54 Wm. & Mary L. Rev. 655 (2012-2013)

Abstract

Conventional wisdom maintains that the Supreme Court banished general law from federal courts in 1938 in Erie Railroad Co. v. Tompkins when the Court overruled Swift v. Tyson. The narrative asserts that Swift viewed the common law as a “brooding omnipresence,” and authorized federal courts to disregard state common law in favor of general common law of their own choosing. The narrative continues that Erie constrained such judicial lawmaking by banishing general law from federal courts. Contrary to this account, Swift and Erie represent compatible conceptions of federal judicial power when each decision is understood in historical context. At the time Swift was decided, federal courts applied general commercial law only in circumstances in which states applied general commercial law.

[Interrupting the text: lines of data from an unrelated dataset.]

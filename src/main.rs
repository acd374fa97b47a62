//! Vaultprep - Prep-Brief Compiler for Markdown Note Vaults
//!
//! Main entry point for the vaultprep CLI: compiles prep briefs and exposes
//! the underlying vault search, link traversal, and listing operations.

use clap::{Parser, Subcommand};
use std::path::PathBuf;
use tracing::debug;
use tracing_subscriber::EnvFilter;
use vaultprep::cli;
use vaultprep::error::Result;
use vaultprep::PrepConfig;

#[derive(Parser)]
#[command(name = "vaultprep", version, about = "Prep-brief compiler for markdown note vaults")]
struct Cli {
    #[command(subcommand)]
    command: Commands,

    /// Path to the note vault
    #[arg(long, default_value = ".", global = true)]
    vault: PathBuf,

    /// Vault name for deep links (defaults to the vault directory name)
    #[arg(long, global = true)]
    vault_name: Option<String>,

    /// Config file (defaults to vaultprep.toml in the working directory)
    #[arg(long, global = true)]
    config: Option<PathBuf>,

    /// Set log level
    #[arg(short, long, default_value = "info", global = true)]
    log_level: String,
}

#[derive(Subcommand)]
enum Commands {
    /// Compile a prep brief for a free-text query
    Brief {
        /// Prep query (e.g. "meeting with Sarah")
        query: String,

        /// Graph traversal depth in hops
        #[arg(long)]
        depth: Option<usize>,

        /// Maximum candidate notes considered for ranking
        #[arg(long)]
        max_candidates: Option<usize>,

        /// Write the brief to a file instead of stdout
        #[arg(short, long)]
        output: Option<PathBuf>,
    },

    /// Search notes by title, content, and tags
    Search {
        /// Search query
        query: String,

        /// Emit JSON instead of text
        #[arg(long)]
        json: bool,
    },

    /// List notes connected to a note via wikilinks and backlinks
    Links {
        /// Vault-relative note path
        note: PathBuf,

        /// How many hops to traverse
        #[arg(long, default_value = "2")]
        depth: usize,

        /// Emit JSON instead of text
        #[arg(long)]
        json: bool,
    },

    /// List all notes in the vault
    List {
        /// Only notes carrying this tag
        #[arg(long)]
        tag: Option<String>,

        /// Only notes modified after this RFC 3339 timestamp
        #[arg(long)]
        modified_after: Option<String>,

        /// Emit JSON instead of text
        #[arg(long)]
        json: bool,
    },

    /// Show metadata for a single note
    Info {
        /// Vault-relative note path
        note: PathBuf,

        /// Emit JSON instead of text
        #[arg(long)]
        json: bool,
    },
}

fn main() -> Result<()> {
    let cli = Cli::parse();

    let filter = EnvFilter::new(format!("vaultprep={}", cli.log_level));
    tracing_subscriber::fmt()
        .with_env_filter(filter)
        .with_target(false)
        .with_writer(std::io::stderr)
        .init();

    debug!("vaultprep v{} starting", env!("CARGO_PKG_VERSION"));

    let mut config = PrepConfig::load(cli.config.as_deref())?;

    match cli.command {
        Commands::Brief {
            query,
            depth,
            max_candidates,
            output,
        } => {
            if let Some(depth) = depth {
                config.traversal_depth = depth;
            }
            if let Some(max_candidates) = max_candidates {
                config.max_candidates = max_candidates;
            }
            cli::brief::run(&cli.vault, cli.vault_name, &query, &config, output.as_deref())
        }
        Commands::Search { query, json } => cli::search::run(&cli.vault, &query, json),
        Commands::Links { note, depth, json } => cli::links::run(&cli.vault, &note, depth, json),
        Commands::List {
            tag,
            modified_after,
            json,
        } => cli::list::run(&cli.vault, tag.as_deref(), modified_after.as_deref(), json),
        Commands::Info { note, json } => cli::info::run(&cli.vault, &note, json),
    }
}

The ensuing “Swift doctrine” ran into constitutional difficulties over time because states gradually abandoned general commercial law in favor of local state law, while federal courts steadily expanded the application of general law beyond its traditional bounds. In Erie, the Supreme Court rejected the federal courts’ practice of applying general law in lieu of state law when they had no basis in the Constitution or an act of Congress for doing so. But Erie did not banish general law from federal court under all circumstances. Under Erie, federal judicial application of general law is problematic only when it disregards governing state law with no basis in the Supremacy Clause for doing so. Erie does not prohibit federal courts from applying principles derived from general law when necessary to uphold or implement basic features of the constitutional structure that lie beyond the regulatory authority of the states.